● **Work request**
Across all entries below, how many lines include "None"? Only the number, please.

● **Data records**
********

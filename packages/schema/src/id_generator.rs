use crate::BlockId;
use crc32fast::Hasher;

/// Seed for block ids derived from a project id using CRC32
pub fn get_seed(project_id: &str) -> String {
    let mut hasher = Hasher::new();
    hasher.update(b"project://");
    hasher.update(project_id.as_bytes());
    format!("{:x}", hasher.finalize())
}

/// Sequential id generator for blocks within a project.
///
/// The counter only moves forward. A project stores its high-water mark so
/// an id handed out once is never handed out again, even after the block
/// carrying it is removed.
#[derive(Debug, Clone)]
pub struct IdGenerator {
    seed: String,
    count: u64,
}

impl IdGenerator {
    pub fn new(project_id: &str) -> Self {
        Self::resume(project_id, 0)
    }

    /// Continue a sequence that already handed out `count` ids
    pub fn resume(project_id: &str, count: u64) -> Self {
        Self {
            seed: get_seed(project_id),
            count,
        }
    }

    /// Generate next sequential id
    pub fn new_id(&mut self) -> BlockId {
        self.count += 1;
        BlockId::new(format!("{}-{}", self.seed, self.count))
    }

    /// Number of ids handed out so far
    pub fn count(&self) -> u64 {
        self.count
    }

    pub fn seed(&self) -> &str {
        &self.seed
    }

    /// Recover the sequence number of an id minted by this generator's seed
    pub fn sequence_of(&self, id: &BlockId) -> Option<u64> {
        id.as_str()
            .strip_prefix(self.seed.as_str())?
            .strip_prefix('-')?
            .parse()
            .ok()
    }
}

#[cfg(test)]
mod tests {
    use super::*;

    #[test]
    fn test_seed_generation() {
        let a = get_seed("proj-1");
        let b = get_seed("proj-1");
        assert_eq!(a, b);
        assert_ne!(a, get_seed("proj-2"));
    }

    #[test]
    fn test_sequential_ids() {
        let mut gen = IdGenerator::new("proj-1");

        let id1 = gen.new_id();
        let id2 = gen.new_id();

        assert!(id1.as_str().ends_with("-1"));
        assert!(id2.as_str().ends_with("-2"));
        assert!(id1.as_str().starts_with(gen.seed()));
        assert_eq!(gen.count(), 2);
    }

    #[test]
    fn test_resume_continues_sequence() {
        let mut gen = IdGenerator::resume("proj-1", 41);
        let id = gen.new_id();
        assert_eq!(gen.sequence_of(&id), Some(42));
    }

    #[test]
    fn test_sequence_of_foreign_id() {
        let gen = IdGenerator::new("proj-1");
        assert_eq!(gen.sequence_of(&BlockId::new("hero")), None);
        assert_eq!(gen.sequence_of(&BlockId::new(format!("{}-x", gen.seed()))), None);
    }
}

********

● **Solved problem**
2